>>>>

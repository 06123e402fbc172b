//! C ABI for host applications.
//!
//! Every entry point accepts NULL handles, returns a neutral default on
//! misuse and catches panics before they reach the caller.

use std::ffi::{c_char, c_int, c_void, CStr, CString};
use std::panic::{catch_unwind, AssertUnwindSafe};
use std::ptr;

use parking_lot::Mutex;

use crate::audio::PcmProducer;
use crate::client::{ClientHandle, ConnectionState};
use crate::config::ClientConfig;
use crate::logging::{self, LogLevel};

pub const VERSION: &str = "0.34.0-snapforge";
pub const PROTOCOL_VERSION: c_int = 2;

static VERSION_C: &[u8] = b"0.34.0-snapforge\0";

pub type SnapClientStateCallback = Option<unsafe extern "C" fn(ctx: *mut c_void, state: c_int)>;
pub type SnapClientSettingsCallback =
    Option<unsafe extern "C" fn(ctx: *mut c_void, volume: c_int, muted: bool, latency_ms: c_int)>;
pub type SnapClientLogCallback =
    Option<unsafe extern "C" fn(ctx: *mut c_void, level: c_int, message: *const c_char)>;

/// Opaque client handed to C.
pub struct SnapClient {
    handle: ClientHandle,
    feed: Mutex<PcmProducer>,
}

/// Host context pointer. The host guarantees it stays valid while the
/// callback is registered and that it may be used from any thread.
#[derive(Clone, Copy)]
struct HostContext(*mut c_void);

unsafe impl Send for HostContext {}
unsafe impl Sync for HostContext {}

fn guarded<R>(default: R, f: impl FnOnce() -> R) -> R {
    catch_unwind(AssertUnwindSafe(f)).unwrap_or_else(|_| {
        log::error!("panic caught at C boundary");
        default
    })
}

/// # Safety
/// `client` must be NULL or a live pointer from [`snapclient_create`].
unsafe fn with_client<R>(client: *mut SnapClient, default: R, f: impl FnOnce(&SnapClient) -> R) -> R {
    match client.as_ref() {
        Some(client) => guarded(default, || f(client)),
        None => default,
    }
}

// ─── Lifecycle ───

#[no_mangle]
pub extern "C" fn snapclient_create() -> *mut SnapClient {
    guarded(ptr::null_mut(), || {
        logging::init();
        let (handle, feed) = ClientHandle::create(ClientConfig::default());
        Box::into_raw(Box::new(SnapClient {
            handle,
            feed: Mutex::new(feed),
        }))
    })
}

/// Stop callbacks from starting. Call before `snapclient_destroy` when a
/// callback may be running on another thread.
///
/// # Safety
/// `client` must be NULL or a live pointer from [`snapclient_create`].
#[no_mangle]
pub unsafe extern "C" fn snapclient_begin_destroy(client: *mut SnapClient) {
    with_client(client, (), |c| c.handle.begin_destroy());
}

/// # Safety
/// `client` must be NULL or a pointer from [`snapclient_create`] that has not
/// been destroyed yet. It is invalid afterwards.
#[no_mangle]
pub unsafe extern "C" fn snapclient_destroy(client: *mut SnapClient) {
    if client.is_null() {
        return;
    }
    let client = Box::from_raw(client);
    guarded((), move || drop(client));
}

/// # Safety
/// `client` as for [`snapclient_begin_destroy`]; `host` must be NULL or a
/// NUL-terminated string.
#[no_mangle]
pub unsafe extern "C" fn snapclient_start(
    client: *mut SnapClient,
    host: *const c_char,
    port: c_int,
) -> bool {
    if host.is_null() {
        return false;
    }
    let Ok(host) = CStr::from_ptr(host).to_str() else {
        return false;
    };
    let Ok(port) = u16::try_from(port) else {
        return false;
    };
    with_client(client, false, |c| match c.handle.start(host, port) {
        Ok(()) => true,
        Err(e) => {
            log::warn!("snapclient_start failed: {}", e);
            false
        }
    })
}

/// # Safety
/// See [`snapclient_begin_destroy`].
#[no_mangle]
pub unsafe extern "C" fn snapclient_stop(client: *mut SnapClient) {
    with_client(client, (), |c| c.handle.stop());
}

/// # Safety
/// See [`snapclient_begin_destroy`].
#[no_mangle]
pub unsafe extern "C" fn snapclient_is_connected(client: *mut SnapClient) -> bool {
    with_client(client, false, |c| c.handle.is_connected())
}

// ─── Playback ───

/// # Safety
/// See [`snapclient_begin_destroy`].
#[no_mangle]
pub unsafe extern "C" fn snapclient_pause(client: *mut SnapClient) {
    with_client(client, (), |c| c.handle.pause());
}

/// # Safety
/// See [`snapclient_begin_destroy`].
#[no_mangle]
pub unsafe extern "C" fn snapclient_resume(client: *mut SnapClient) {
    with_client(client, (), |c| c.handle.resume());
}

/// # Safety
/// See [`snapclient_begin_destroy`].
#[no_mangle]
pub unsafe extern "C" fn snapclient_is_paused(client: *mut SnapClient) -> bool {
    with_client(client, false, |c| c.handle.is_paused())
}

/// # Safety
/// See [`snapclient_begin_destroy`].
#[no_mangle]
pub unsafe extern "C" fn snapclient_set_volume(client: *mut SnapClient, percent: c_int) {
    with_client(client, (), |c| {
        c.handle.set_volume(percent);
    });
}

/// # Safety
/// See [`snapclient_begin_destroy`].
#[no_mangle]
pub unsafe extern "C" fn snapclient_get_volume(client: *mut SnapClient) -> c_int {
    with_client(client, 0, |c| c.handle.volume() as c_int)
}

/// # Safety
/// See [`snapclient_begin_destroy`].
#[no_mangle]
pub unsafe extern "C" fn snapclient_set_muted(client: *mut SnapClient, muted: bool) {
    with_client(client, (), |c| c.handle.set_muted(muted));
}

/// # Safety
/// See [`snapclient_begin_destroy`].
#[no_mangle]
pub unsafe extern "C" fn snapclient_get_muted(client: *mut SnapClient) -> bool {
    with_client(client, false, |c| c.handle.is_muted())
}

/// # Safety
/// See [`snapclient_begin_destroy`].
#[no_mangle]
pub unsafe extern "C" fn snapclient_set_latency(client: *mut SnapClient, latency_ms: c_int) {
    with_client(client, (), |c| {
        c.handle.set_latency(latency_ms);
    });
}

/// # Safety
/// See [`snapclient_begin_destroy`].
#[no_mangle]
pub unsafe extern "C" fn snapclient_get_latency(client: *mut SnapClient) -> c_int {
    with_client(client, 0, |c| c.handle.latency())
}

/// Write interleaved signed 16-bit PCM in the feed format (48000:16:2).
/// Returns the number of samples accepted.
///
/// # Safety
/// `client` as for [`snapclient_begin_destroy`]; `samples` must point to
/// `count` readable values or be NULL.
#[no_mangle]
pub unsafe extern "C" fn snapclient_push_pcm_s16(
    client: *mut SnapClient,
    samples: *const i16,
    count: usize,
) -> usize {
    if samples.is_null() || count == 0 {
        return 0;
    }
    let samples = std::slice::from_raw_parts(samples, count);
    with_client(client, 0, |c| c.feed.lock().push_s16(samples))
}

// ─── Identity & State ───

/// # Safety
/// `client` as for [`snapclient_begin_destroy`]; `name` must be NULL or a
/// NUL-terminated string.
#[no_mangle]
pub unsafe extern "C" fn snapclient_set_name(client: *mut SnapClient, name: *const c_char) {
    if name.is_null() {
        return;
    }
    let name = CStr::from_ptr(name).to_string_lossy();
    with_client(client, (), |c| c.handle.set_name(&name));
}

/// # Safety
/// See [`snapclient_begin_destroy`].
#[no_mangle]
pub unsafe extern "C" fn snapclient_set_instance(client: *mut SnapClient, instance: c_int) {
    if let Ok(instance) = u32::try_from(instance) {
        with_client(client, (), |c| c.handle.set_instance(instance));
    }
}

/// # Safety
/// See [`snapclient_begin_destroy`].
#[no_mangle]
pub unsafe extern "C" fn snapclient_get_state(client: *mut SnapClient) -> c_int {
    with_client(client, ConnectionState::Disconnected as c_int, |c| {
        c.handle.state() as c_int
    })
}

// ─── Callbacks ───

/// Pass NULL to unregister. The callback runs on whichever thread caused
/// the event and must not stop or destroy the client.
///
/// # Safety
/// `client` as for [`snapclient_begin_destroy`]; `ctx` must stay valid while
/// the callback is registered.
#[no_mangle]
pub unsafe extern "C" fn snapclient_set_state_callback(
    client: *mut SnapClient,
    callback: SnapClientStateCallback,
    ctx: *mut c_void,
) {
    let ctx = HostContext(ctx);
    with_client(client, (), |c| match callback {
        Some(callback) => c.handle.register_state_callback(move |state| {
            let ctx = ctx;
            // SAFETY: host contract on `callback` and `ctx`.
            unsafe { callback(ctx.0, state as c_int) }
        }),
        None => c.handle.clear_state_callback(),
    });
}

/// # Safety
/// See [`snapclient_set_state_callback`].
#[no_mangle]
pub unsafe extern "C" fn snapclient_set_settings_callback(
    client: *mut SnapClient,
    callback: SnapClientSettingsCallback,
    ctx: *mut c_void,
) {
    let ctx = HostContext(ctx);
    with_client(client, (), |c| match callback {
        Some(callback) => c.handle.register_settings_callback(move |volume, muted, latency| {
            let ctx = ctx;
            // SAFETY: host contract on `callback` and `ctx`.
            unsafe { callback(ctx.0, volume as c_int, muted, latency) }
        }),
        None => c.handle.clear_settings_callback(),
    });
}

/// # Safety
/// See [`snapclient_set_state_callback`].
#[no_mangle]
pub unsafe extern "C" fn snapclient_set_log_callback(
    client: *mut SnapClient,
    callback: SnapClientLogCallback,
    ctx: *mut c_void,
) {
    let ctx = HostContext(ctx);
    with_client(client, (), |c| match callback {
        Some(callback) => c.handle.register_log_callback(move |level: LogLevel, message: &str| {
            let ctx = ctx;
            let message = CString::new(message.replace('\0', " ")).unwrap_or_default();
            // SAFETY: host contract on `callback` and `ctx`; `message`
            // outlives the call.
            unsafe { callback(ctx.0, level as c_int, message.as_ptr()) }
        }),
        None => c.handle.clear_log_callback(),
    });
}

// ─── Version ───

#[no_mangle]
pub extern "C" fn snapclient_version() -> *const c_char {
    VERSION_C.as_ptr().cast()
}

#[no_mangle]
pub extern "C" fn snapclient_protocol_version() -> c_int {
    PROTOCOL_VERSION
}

<<<<

- WHAT THE TASK ASKS -
Search the material above for "while". Copy each line that has it.

- ANSWER SPACE -
/// Host context pointer. The host guarantees it stays valid while the
/// `client` as for [`snapclient_begin_destroy`]; `ctx` must stay valid while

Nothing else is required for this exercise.